SCHUMANN PIANO QUINTET
Chiao-Ying Chang
& SSO Musicians
Victoria Concert Hall
Saturday (25 March 2017 )
This review was published in The Straits Times on 27 March 2017 with the title "Pure pleasure with an explosive finish".
Victoria
Concert Hall presents chamber and instrumental concerts that have featured
visiting soloists playing with Singapore Symphony Orchestra musicians, and this
latest instalment provided nothing less than unalloyed pleasure. Taiwan-born
pianist Chiao-Ying Chang (left), member of the Fournier Trio, holds the distinction of
being the first Taiwanese pianist to be finalist in the prestigious Leeds
International Piano Competition.
Her
musicianship was immediately apparent in Mozart's Piano Trio in G major
(K.564). She played with precise articulation and clear limpid lines in the
leading theme, with Chikako Sasaki's violin and Peter Wilson's cello providing
long-held single-note harmonies. That the piano leads so completely is why
Mozart's piano trios are not as regularly performed as Beethoven's or Brahms'.
Although
violin and cello played subsidiary roles, this performance encouraged parity as
Chang allowed her partners' voices to be heard, and to become equals. The
second movement's variations paraded with graceful allure, with a single
variation in minor key to provide contrast. The chirpy finale was just as
lovely, and one truly wonders why such music is neglected.
Also
rarities are Miniatures by English composer Frank Bridge , best known as the young Benjamin Britten's teacher and
mentor. Steeped in high Romanticism, three short pieces from Set Two shone with
luscious harmonies, the kind that would later appear in jazz and popular music.

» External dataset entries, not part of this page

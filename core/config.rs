use crate::error::{AppError, Result};
use crate::prompt::{CONTENT_PLACEHOLDER, DEFAULT_PROMPT_TEMPLATE};
use log;
use parse_duration::parse;
use serde::{Deserialize, Serialize};
use std::fs;
use std::path::{Path, PathBuf};
use std::time::Duration;

pub const DEFAULT_CONFIG_DIR: &str = ".xtools/xreview";
pub const DEFAULT_CONFIG_FILENAME: &str = "xreview.toml";

pub const DEFAULT_EXTENSIONS: [&str; 4] = [".js", ".ts", ".json", ".py"];
pub const DEFAULT_CHUNK_SIZE: usize = 5000;
pub const DEFAULT_RUNNER: &str = "ollama";
pub const DEFAULT_RUNNER_ARGS: [&str; 1] = ["run"];
pub const DEFAULT_MODEL: &str = "mistral";
pub const DEFAULT_REPORT: &str = "project_analysis.txt";
pub const DEFAULT_JOBS: usize = 1;

/// Effective settings for one review run.
///
/// Built from [`Config::default`], optionally overlaid by a TOML file and then
/// by command-line flags. Passed by reference into [`crate::run_review`].
#[derive(Debug, Serialize, Deserialize, Clone, PartialEq, Default)]
#[serde(deny_unknown_fields)]
pub struct Config {
    #[serde(default)]
    pub collect: CollectConfig,
    #[serde(default)]
    pub chunking: ChunkingConfig,
    #[serde(default)]
    pub model: ModelConfig,
    #[serde(default)]
    pub prompt: PromptConfig,
    #[serde(default)]
    pub report: ReportConfig,
    #[serde(default)]
    pub run: RunConfig,
}

#[derive(Debug, Serialize, Deserialize, Clone, PartialEq)]
#[serde(deny_unknown_fields)]
pub struct CollectConfig {
    /// Case-sensitive file name suffixes, dot included.
    #[serde(default = "default_extensions")]
    pub extensions: Vec<String>,
    /// Globs matched against paths relative to the project root.
    #[serde(default)]
    pub exclude: Vec<String>,
    #[serde(default = "default_false")]
    pub use_gitignore: bool,
}

#[derive(Debug, Serialize, Deserialize, Clone, PartialEq)]
#[serde(deny_unknown_fields)]
pub struct ChunkingConfig {
    /// Maximum characters per chunk.
    #[serde(default = "default_chunk_size")]
    pub size: usize,
}

#[derive(Debug, Serialize, Deserialize, Clone, PartialEq)]
#[serde(deny_unknown_fields)]
pub struct ModelConfig {
    #[serde(default = "default_runner")]
    pub runner: String,
    /// Arguments placed between the runner and the model name.
    #[serde(default = "default_runner_args")]
    pub args: Vec<String>,
    #[serde(default = "default_model")]
    pub name: String,
    /// Per-invocation deadline such as "90s" or "5m". Unset means wait forever.
    #[serde(default, skip_serializing_if = "Option::is_none")]
    pub timeout: Option<String>,
}

#[derive(Debug, Serialize, Deserialize, Clone, PartialEq)]
#[serde(deny_unknown_fields)]
pub struct PromptConfig {
    #[serde(default = "default_prompt_template")]
    pub template: String,
}

#[derive(Debug, Serialize, Deserialize, Clone, PartialEq)]
#[serde(deny_unknown_fields)]
pub struct ReportConfig {
    #[serde(default = "default_report_path")]
    pub path: PathBuf,
}

#[derive(Debug, Serialize, Deserialize, Clone, PartialEq)]
#[serde(deny_unknown_fields)]
pub struct RunConfig {
    /// Files analyzed concurrently. 1 keeps the run strictly sequential.
    #[serde(default = "default_jobs")]
    pub jobs: usize,
}

fn default_false() -> bool {
    false
}
fn default_extensions() -> Vec<String> {
    DEFAULT_EXTENSIONS.iter().map(|s| s.to_string()).collect()
}
fn default_chunk_size() -> usize {
    DEFAULT_CHUNK_SIZE
}
fn default_runner() -> String {
    DEFAULT_RUNNER.to_string()
}
fn default_runner_args() -> Vec<String> {
    DEFAULT_RUNNER_ARGS.iter().map(|s| s.to_string()).collect()
}
fn default_model() -> String {
    DEFAULT_MODEL.to_string()
}
fn default_prompt_template() -> String {
    DEFAULT_PROMPT_TEMPLATE.to_string()
}
fn default_report_path() -> PathBuf {
    PathBuf::from(DEFAULT_REPORT)
}
fn default_jobs() -> usize {
    DEFAULT_JOBS
}

impl Default for CollectConfig {
    fn default() -> Self {
        Self {
            extensions: default_extensions(),
            exclude: Vec::new(),
            use_gitignore: default_false(),
        }
    }
}
impl Default for ChunkingConfig {
    fn default() -> Self {
        Self {
            size: default_chunk_size(),
        }
    }
}
impl Default for ModelConfig {
    fn default() -> Self {
        Self {
            runner: default_runner(),
            args: default_runner_args(),
            name: default_model(),
            timeout: None,
        }
    }
}
impl Default for PromptConfig {
    fn default() -> Self {
        Self {
            template: default_prompt_template(),
        }
    }
}
impl Default for ReportConfig {
    fn default() -> Self {
        Self {
            path: default_report_path(),
        }
    }
}
impl Default for RunConfig {
    fn default() -> Self {
        Self { jobs: default_jobs() }
    }
}

impl Config {
    /// Expands `~`, checks the folder exists and canonicalizes it.
    pub fn determine_project_root(cli_project_root: &Path) -> Result<PathBuf> {
        let path_str = cli_project_root.to_string_lossy();
        let path_to_resolve = PathBuf::from(shellexpand::tilde(&path_str).as_ref());

        if !path_to_resolve.is_dir() {
            return Err(AppError::ProjectNotFound(path_to_resolve));
        }

        path_to_resolve.canonicalize().map_err(|e| {
            AppError::Io(std::io::Error::new(
                e.kind(),
                format!(
                    "Failed to canonicalize project root '{}': {}",
                    path_to_resolve.display(),
                    e
                ),
            ))
        })
    }

    pub fn resolve_config_path(
        project_root: &Path,
        cli_config_file: Option<&Path>,
        cli_disable_config: bool,
    ) -> Result<Option<PathBuf>> {
        if cli_disable_config {
            log::debug!("Config file loading disabled via CLI flag.");
            return Ok(None);
        }

        match cli_config_file {
            Some(p) => {
                let expanded = shellexpand::tilde(&p.to_string_lossy()).into_owned();
                let mut path = PathBuf::from(expanded);
                if !path.exists() && path.extension().is_none() {
                    path.set_extension("toml");
                }
                if !path.exists() {
                    return Err(AppError::Config(format!(
                        "Specified config file not found at path: {}",
                        path.display()
                    )));
                }
                log::debug!("Using specified config file path: {}", path.display());
                Ok(Some(path))
            }
            None => {
                let default_path = project_root
                    .join(DEFAULT_CONFIG_DIR)
                    .join(DEFAULT_CONFIG_FILENAME);
                if default_path.exists() {
                    log::debug!("Using default config file path: {}", default_path.display());
                    Ok(Some(default_path))
                } else {
                    log::debug!(
                        "No config file specified and default not found at: {}",
                        default_path.display()
                    );
                    Ok(None)
                }
            }
        }
    }

    pub fn load_from_path(config_path: &Path) -> Result<Self> {
        log::info!("Loading configuration from: {}", config_path.display());
        let toml_content = fs::read_to_string(config_path).map_err(|e| AppError::FileRead {
            path: config_path.to_path_buf(),
            source: e,
        })?;
        toml::from_str::<Config>(&toml_content).map_err(|e| {
            AppError::TomlParse(format!(
                "Error parsing config file '{}': {}. Check TOML syntax and structure.",
                config_path.display(),
                e
            ))
        })
    }

    pub fn to_toml_string(&self) -> Result<String> {
        Ok(toml::to_string_pretty(self)?)
    }

    pub fn get_timeout(&self) -> Result<Option<Duration>> {
        match self.model.timeout.as_deref() {
            None => Ok(None),
            Some(raw) => parse(raw).map(Some).map_err(|e| {
                AppError::DurationParse(format!(
                    "Invalid model timeout '{}': {}. Use format like '90s', '5m'.",
                    raw, e
                ))
            }),
        }
    }

    /// Rejects settings that would make the run loop forever or produce nothing.
    pub fn validate(&self) -> Result<()> {
        if self.chunking.size == 0 {
            return Err(AppError::Chunking(
                "Chunk size must be a positive number of characters".to_string(),
            ));
        }
        if self.run.jobs == 0 {
            return Err(AppError::InvalidArgument(
                "Number of jobs must be at least 1".to_string(),
            ));
        }
        if self.collect.extensions.is_empty() {
            return Err(AppError::Config(
                "At least one file extension must be configured".to_string(),
            ));
        }
        if self.model.runner.trim().is_empty() {
            return Err(AppError::Config("Model runner must not be empty".to_string()));
        }
        if !self.prompt.template.contains(CONTENT_PLACEHOLDER) {
            return Err(AppError::Config(format!(
                "Prompt template must contain the {} placeholder",
                CONTENT_PLACEHOLDER
            )));
        }
        if self.get_timeout()?.is_some_and(|d| d.is_zero()) {
            return Err(AppError::InvalidArgument(
                "Model timeout must be greater than zero".to_string(),
            ));
        }
        Ok(())
    }
}

#[cfg(test)]
mod tests {
    use super::*;
    use tempfile::TempDir;

    #[test]
    fn defaults_match_documented_values() {
        let config = Config::default();
        assert_eq!(config.collect.extensions, vec![".js", ".ts", ".json", ".py"]);
        assert_eq!(config.chunking.size, 5000);
        assert_eq!(config.model.runner, "ollama");
        assert_eq!(config.model.args, vec!["run"]);
        assert_eq!(config.model.name, "mistral");
        assert_eq!(config.report.path, PathBuf::from("project_analysis.txt"));
        assert_eq!(config.run.jobs, 1);
        assert!(config.validate().is_ok());
    }

    #[test]
    fn partial_toml_keeps_other_defaults() {
        let config: Config = toml::from_str(
            r#"
            [model]
            name = "llama3"
            timeout = "90s"

            [chunking]
            size = 1200
            "#,
        )
        .unwrap();
        assert_eq!(config.model.name, "llama3");
        assert_eq!(config.model.runner, "ollama");
        assert_eq!(config.chunking.size, 1200);
        assert_eq!(config.get_timeout().unwrap(), Some(Duration::from_secs(90)));
        assert_eq!(config.collect, CollectConfig::default());
    }

    #[test]
    fn unknown_fields_are_rejected() {
        let parsed = toml::from_str::<Config>("[model]\nflavour = \"spicy\"\n");
        assert!(parsed.is_err());
    }

    #[test]
    fn validate_rejects_zero_chunk_size() {
        let mut config = Config::default();
        config.chunking.size = 0;
        assert!(matches!(config.validate(), Err(AppError::Chunking(_))));
    }

    #[test]
    fn validate_rejects_template_without_content() {
        let mut config = Config::default();
        config.prompt.template = "Review {file_path}".to_string();
        assert!(matches!(config.validate(), Err(AppError::Config(_))));
    }

    #[test]
    fn validate_rejects_bad_timeout() {
        let mut config = Config::default();
        config.model.timeout = Some("soon".to_string());
        assert!(matches!(config.validate(), Err(AppError::DurationParse(_))));
    }

    #[test]
    fn toml_output_loads_back() {
        let mut config = Config::default();
        config.collect.exclude = vec!["node_modules/".to_string()];
        let text = config.to_toml_string().unwrap();
        let parsed: Config = toml::from_str(&text).unwrap();
        assert_eq!(parsed, config);
    }

    #[test]
    fn missing_project_root_is_reported() {
        let tmp = TempDir::new().unwrap();
        let missing = tmp.path().join("nope");
        assert!(matches!(
            Config::determine_project_root(&missing),
            Err(AppError::ProjectNotFound(_))
        ));
    }

    #[test]
    fn default_config_file_is_picked_up() {
        let tmp = TempDir::new().unwrap();
        assert_eq!(Config::resolve_config_path(tmp.path(), None, false).unwrap(), None);

        let dir = tmp.path().join(DEFAULT_CONFIG_DIR);
        fs::create_dir_all(&dir).unwrap();
        fs::write(dir.join(DEFAULT_CONFIG_FILENAME), "[run]\njobs = 3\n").unwrap();

        let resolved = Config::resolve_config_path(tmp.path(), None, false)
            .unwrap()
            .unwrap();
        assert_eq!(Config::load_from_path(&resolved).unwrap().run.jobs, 3);
        assert_eq!(Config::resolve_config_path(tmp.path(), None, true).unwrap(), None);
    }
}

The Romance was particularly beautiful, contrasted by a dance-like Intermezzo
and completed with a mercurial Saltarello, an Italianate dance similar
to a tarantella.
Here,
Chang was joined by violinist Cao Can and cellist Wang Zihao, who were also
excellent in their parts. Their effort fondly brings to mind the performance of
Bridge's Phantasy Trio by the Music Group of London in the same venue in 1981. The pianist then was David
Parkhouse, in whose memory Chang's Fournier Trio was conferred an award in
2013.
The
major work of the evening was Schumann's Piano Quintet in E flat major
(Op.44), performed with violinists Chan Yoong Han and Cindy Lee, violist
Marietta Ku and cellist Ng Pei-Sian. The first movement's tempo direction Allegro
Brillante was taken literally. That effulgence and effusiveness was to
inform the tenor of this popular work.
There
were many moments for tight interplay, such as when Ng's cello picked up the
melody, to be answered swiftly by Ku's viola. The flow was so seamless to be
absolutely gripping in three movements. Only in the slow 2nd movement, a
funereal march, did the pace relent and with good reason. By the time of its
second subject, it was all guns ablaze again.
The
Scherzo was reason enough why musicians have to learn scales. These were
gloriously surmounted, and both Trios that followed upped the ante, such
to make one think the work had ended. The finale with a reprise of the work's
opening theme and valedictory fugue was the true finish, an explosively charged
affair that was very well received.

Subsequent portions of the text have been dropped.